◆ WORK TO COMPLETE: Show every line in the records below that contains the word "positive".

◆ WORKING DATA:

○ ○ ○

//! Spot checks against independently computed reference values
//!
//! Reference values carry 20+ digits and were cross-checked against a
//! high-precision oracle; relative tolerances are multiples of the
//! 200-epsilon target, widened where a method chain is long (deep
//! recurrences, folded series in the thousands of terms).

use super::assert_close;
use super::TOL;
use crate::{hypergeometric_1f1, hypergeometric_1f1_with, EvalError, OverflowBehavior, Policy};

#[test]
fn b_equals_two_a() {
    // M(a, 2a, z) pairs sit right on the Bessel closed form.
    assert_close!(
        hypergeometric_1f1(12.25_f64, 24.5, 6.75).unwrap(),
        36.472_819_642_293_006_1
    );
    assert_close!(
        hypergeometric_1f1(-12.25_f64, -24.5, 6.75).unwrap(),
        22.995_348_157_760_091_17
    );
}

#[test]
fn terminating_polynomials() {
    assert_close!(
        hypergeometric_1f1(-11.0_f64, -12.0, 6.75).unwrap(),
        376.316_642_624_645_965_6
    );
    assert_close!(
        hypergeometric_1f1(-2.0_f64, -12.0, 6.75).unwrap(),
        2.470_170_454_545_454_545
    );
    assert_close!(
        hypergeometric_1f1(-224.0_f64, -1205.0, 6.75).unwrap(),
        3.497_033_449_657_595_724_6,
        3.0 * TOL
    );
}

#[test]
fn small_a_huge_negative_b() {
    assert_close!(
        hypergeometric_1f1(0.5_f64, -1205.5, -6.75).unwrap(),
        1.002_811_490_430_269_251_55
    );
    assert_close!(
        hypergeometric_1f1(-0.5_f64, -1205.5, -6.75).unwrap(),
        0.997_196_398_449_656_445_9
    );
}

#[test]
fn closed_form_neighborhood() {
    let z = 36.25_f64;
    assert_close!(hypergeometric_1f1(3.5_f64, 3.5, z).unwrap(), z.exp());
    assert_close!(hypergeometric_1f1(-3.5_f64, -3.5, z).unwrap(), z.exp());
    assert_close!(
        hypergeometric_1f1(1.0_f64, 2.0, z).unwrap(),
        z.exp_m1() / z
    );
    assert_close!(
        hypergeometric_1f1(10.25_f64, 9.25, z).unwrap(),
        z.exp() * (9.25 + z) / 9.25
    );
    assert_close!(
        hypergeometric_1f1(-10.25_f64, -11.25, z).unwrap(),
        z.exp() * (-11.25 + z) / -11.25
    );
    assert_close!(
        hypergeometric_1f1(-10.25_f64, -11.25, -z).unwrap(),
        (-z).exp() * (-11.25 - z) / -11.25
    );
}

#[test]
fn large_parameter_scenarios() {
    // Huge positive a with b nearly at its pole, z < 0: Kummer fold
    // into a seventeen-thousand step backward recurrence.
    assert_close!(
        hypergeometric_1f1(17955.561660766602_f64, 9.6968994205831605e-9, -82.406154185533524)
            .unwrap(),
        6.980_560_083_787_367_140_9e-11,
        5.0 * TOL
    );
    // Negative integer a with very large z.
    assert_close!(
        hypergeometric_1f1(-12.0_f64, 16.25, 1043.75).unwrap(),
        1.265_276_735_054_776_783_1e20,
        3.0 * TOL
    );
}

#[test]
fn degenerate_near_integer_b() {
    assert_close!(
        hypergeometric_1f1(6.7191087900739423e-13_f64, -0.99999999999932809, 0.0011913633891253994)
            .unwrap(),
        0.999_999_289_758_605_006_76
    );
    assert_close!(
        hypergeometric_1f1(6.7191087900739423e-13_f64, -0.99999999999932809, -0.0011913633891253994)
            .unwrap(),
        0.999_999_290_885_918_468_33
    );
    assert_close!(
        hypergeometric_1f1(-6.7191087900739423e-13_f64, -1.0000000000006719, 0.0011913633891253994)
            .unwrap(),
        0.999_999_289_758_606_609_65
    );
}

#[test]
fn tiny_a_deep_negative_z() {
    assert_close!(
        hypergeometric_1f1(1.2860067365774887e-17_f64, 1.0, -2539.60133934021).unwrap(),
        0.999_999_999_999_999_891_76
    );
    assert_close!(
        hypergeometric_1f1(-1.2860067365774887e-17_f64, 1.0, -2539.60133934021).unwrap(),
        1.000_000_000_000_000_108_24
    );
    assert_close!(
        hypergeometric_1f1(1.2860067365774887e-17_f64, 0.5, -2539.60133934021).unwrap(),
        0.999_999_999_999_999_873_93
    );
}

#[test]
fn oversized_result_follows_overflow_policy() {
    // M(7.824e-5, -5485.32, 1896.06) ~ 4.33e668: beyond f64.
    let (a, b, z) = (7.8238229420435346e-5_f64, -5485.3222503662109, 1896.0561106204987);

    let raise = Policy::<f64>::default();
    assert_eq!(
        hypergeometric_1f1_with(a, b, z, &raise).unwrap_err(),
        EvalError::Overflow
    );

    let saturate = Policy::<f64> {
        overflow: OverflowBehavior::SaturateToInfinity,
        ..Policy::default()
    };
    assert_eq!(
        hypergeometric_1f1_with(a, b, z, &saturate).unwrap(),
        f64::INFINITY
    );
    // Mirror case is negative.
    assert_eq!(
        hypergeometric_1f1_with(-a, b, z, &saturate).unwrap(),
        f64::NEG_INFINITY
    );
}

#[test]
fn oversized_result_is_exact_in_scaled_form() {
    // The same point through the scaled API: ln(4.331298009e668).
    let (a, b, z) = (7.8238229420435346e-5_f64, -5485.3222503662109, 1896.0561106204987);
    let scaled = crate::hypergeometric_1f1_scaled(a, b, z, &Policy::default()).unwrap();
    let log_value = scaled.mantissa.ln() + scaled.log_scale as f64;
    // ln(4.3312980090147879e668) = 668 ln 10 + ln 4.3312980090147879
    let expected_log = 668.0 * std::f64::consts::LN_10 + 4.331_298_009_014_787_9_f64.ln();
    assert!((log_value - expected_log).abs() < 1e-11 * expected_log.abs());
}

#[test]
fn domain_errors_surface_immediately() {
    assert!(matches!(
        hypergeometric_1f1(1.5_f64, -4.0, 2.0),
        Err(EvalError::Domain { .. })
    ));
    // b = 0 exactly is a domain error, no limiting behavior.
    assert!(matches!(
        hypergeometric_1f1(2.0_f64, 0.0, 1.0),
        Err(EvalError::Domain { .. })
    ));
    // Polynomial escape: a non-positive integer with a >= b is fine.
    assert!(hypergeometric_1f1(-3.0_f64, -7.0, 2.0).is_ok());
}

#[test]
fn idempotence_is_bitwise() {
    let (a, b, z) = (-12.25_f64, -24.5, 6.75);
    let first = hypergeometric_1f1(a, b, z).unwrap();
    let second = hypergeometric_1f1(a, b, z).unwrap();
    assert_eq!(first.to_bits(), second.to_bits());
}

○ ○ ○

◆ SOLUTION TO THE EXERCISE:
    // Huge positive a with b nearly at its pole, z < 0: Kummer fold
    // Polynomial escape: a non-positive integer with a >= b is fine.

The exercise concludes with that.